▸ **ASSIGNED TASK**: Every line below must be reproduced exactly. Copy them all.

#### DATA ####

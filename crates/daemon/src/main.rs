// SPDX-License-Identifier: BUSL-1.1
// Copyright (c) 2026 Alfred Jean LLC

//! `orchd`: process entry point. Everything else lives in the library half
//! of this crate so it can be exercised without a real process (spec §1
//! lists "the process-entry wrapper" itself as out of scope for the core).

use orch_daemon::{Config, Daemon};
use tokio::net::TcpListener;
use tracing_subscriber::EnvFilter;

#[tokio::main]
async fn main() {
    tracing_subscriber::fmt()
        .with_env_filter(EnvFilter::try_from_default_env().unwrap_or_else(|_| EnvFilter::new("info")))
        .init();

    if let Err(e) = run().await {
        tracing::error!(error = %e, "orchd failed to start");
        std::process::exit(1);
    }
}

async fn run() -> std::io::Result<()> {
    let config = Config::from_env().map_err(std::io::Error::other)?;

    let node_listener = TcpListener::bind(config.listen_addr).await?;
    tracing::info!(addr = %config.listen_addr, "node listener bound");

    let daemon = Daemon::start(node_listener, &config.bus_socket, &config).await?;
    tracing::info!(bus_socket = %config.bus_socket.display(), "public bus listening");

    tokio::signal::ctrl_c().await?;
    tracing::info!("received shutdown signal");
    daemon.shutdown().await;
    Ok(())
}
// SPDX-License-Identifier: BUSL-1.1
// Copyright (c) 2026 Alfred Jean LLC

//! Public-bus protocol: the orchestrator's external interface and its job
//! objects (spec §4.5, §6).

use orch_core::{JobId, JobResult};
use serde::{Deserialize, Serialize};

/// Well-known object path and interface for the orchestrator itself.
pub const ORCHESTRATOR_OBJECT_PATH: &str = "/org/orch/orchestrator";
pub const ORCHESTRATOR_INTERFACE: &str = "org.orch.Orchestrator";

pub const ISOLATE_ALL_METHOD: &str = "IsolateAll";
pub const JOB_NEW_SIGNAL: &str = "JobNew";
pub const JOB_REMOVED_SIGNAL: &str = "JobRemoved";

#[derive(Debug, Clone, Serialize, Deserialize, PartialEq)]
pub struct IsolateAllRequest {
    pub target: String,
}

#[derive(Debug, Clone, Serialize, Deserialize, PartialEq)]
pub struct IsolateAllReply {
    pub object_path: String,
}

#[derive(Debug, Clone, Serialize, Deserialize, PartialEq)]
pub struct JobNewSignal {
    pub id: JobId,
    pub object_path: String,
}

#[derive(Debug, Clone, Serialize, Deserialize, PartialEq)]
pub struct JobRemovedSignal {
    pub id: JobId,
    pub object_path: String,
    pub result: JobResult,
}

/// Interface published on each per-job object, exposing `JobType` and
/// `State` as read-only properties (spec §4.4, §4.5).
pub const JOB_INTERFACE: &str = "org.orch.Job";
pub const JOB_TYPE_PROPERTY: &str = "JobType";
pub const STATE_PROPERTY: &str = "State";

/// `org.freedesktop.DBus.Properties.Get(interface, property) -> value`,
/// used by clients to read a job's current `JobType`/`State` outside of the
/// change-notification stream.
pub const PROPERTIES_GET_METHOD: &str = "Get";

#[derive(Debug, Clone, Serialize, Deserialize, PartialEq)]
pub struct PropertyGetRequest {
    pub interface: String,
    pub property: String,
}

/// Interface reserved (but empty) on a registered node's published object
/// (spec §4.3: "reserved for future RPC").
pub const NODE_INTERFACE: &str = "org.orch.Node";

####

▸ **RESPONSE TO THIS TASK**:
filename crates/daemon/src/main.rs
// SPDX-License-Identifier: BUSL-1.1
// Copyright (c) 2026 Alfred Jean LLC

//! `orchd`: process entry point. Everything else lives in the library half
//! of this crate so it can be exercised without a real process (spec §1
//! lists "the process-entry wrapper" itself as out of scope for the core).

use orch_daemon::{Config, Daemon};
use tokio::net::TcpListener;
use tracing_subscriber::EnvFilter;

#[tokio::main]
async fn main() {
    tracing_subscriber::fmt()
        .with_env_filter(EnvFilter::try_from_default_env().unwrap_or_else(|_| EnvFilter::new("info")))
        .init();

    if let Err(e) = run().await {
        tracing::error!(error = %e, "orchd failed to start");
        std::process::exit(1);
    }
}

async fn run() -> std::io::Result<()> {
    let config = Config::from_env().map_err(std::io::Error::other)?;

    let node_listener = TcpListener::bind(config.listen_addr).await?;
    tracing::info!(addr = %config.listen_addr, "node listener bound");

    let daemon = Daemon::start(node_listener, &config.bus_socket, &config).await?;
    tracing::info!(bus_socket = %config.bus_socket.display(), "public bus listening");

    tokio::signal::ctrl_c().await?;
    tracing::info!("received shutdown signal");
    daemon.shutdown().await;
    Ok(())
}
// SPDX-License-Identifier: BUSL-1.1
// Copyright (c) 2026 Alfred Jean LLC

//! Public-bus protocol: the orchestrator's external interface and its job
//! objects (spec §4.5, §6).

use orch_core::{JobId, JobResult};
use serde::{Deserialize, Serialize};

/// Well-known object path and interface for the orchestrator itself.
pub const ORCHESTRATOR_OBJECT_PATH: &str = "/org/orch/orchestrator";
pub const ORCHESTRATOR_INTERFACE: &str = "org.orch.Orchestrator";

pub const ISOLATE_ALL_METHOD: &str = "IsolateAll";
pub const JOB_NEW_SIGNAL: &str = "JobNew";
pub const JOB_REMOVED_SIGNAL: &str = "JobRemoved";

#[derive(Debug, Clone, Serialize, Deserialize, PartialEq)]
pub struct IsolateAllRequest {
    pub target: String,
}

#[derive(Debug, Clone, Serialize, Deserialize, PartialEq)]
pub struct IsolateAllReply {
    pub object_path: String,
}

#[derive(Debug, Clone, Serialize, Deserialize, PartialEq)]
pub struct JobNewSignal {
    pub id: JobId,
    pub object_path: String,
}

#[derive(Debug, Clone, Serialize, Deserialize, PartialEq)]
pub struct JobRemovedSignal {
    pub id: JobId,
    pub object_path: String,
    pub result: JobResult,
}

/// Interface published on each per-job object, exposing `JobType` and
/// `State` as read-only properties (spec §4.4, §4.5).
pub const JOB_INTERFACE: &str = "org.orch.Job";
pub const JOB_TYPE_PROPERTY: &str = "JobType";
pub const STATE_PROPERTY: &str = "State";

/// `org.freedesktop.DBus.Properties.Get(interface, property) -> value`,
/// used by clients to read a job's current `JobType`/`State` outside of the
/// change-notification stream.
pub const PROPERTIES_GET_METHOD: &str = "Get";

#[derive(Debug, Clone, Serialize, Deserialize, PartialEq)]
pub struct PropertyGetRequest {
    pub interface: String,
    pub property: String,
}

/// Interface reserved (but empty) on a registered node's published object
/// (spec §4.3: "reserved for future RPC").
pub const NODE_INTERFACE: &str = "org.orch.Node";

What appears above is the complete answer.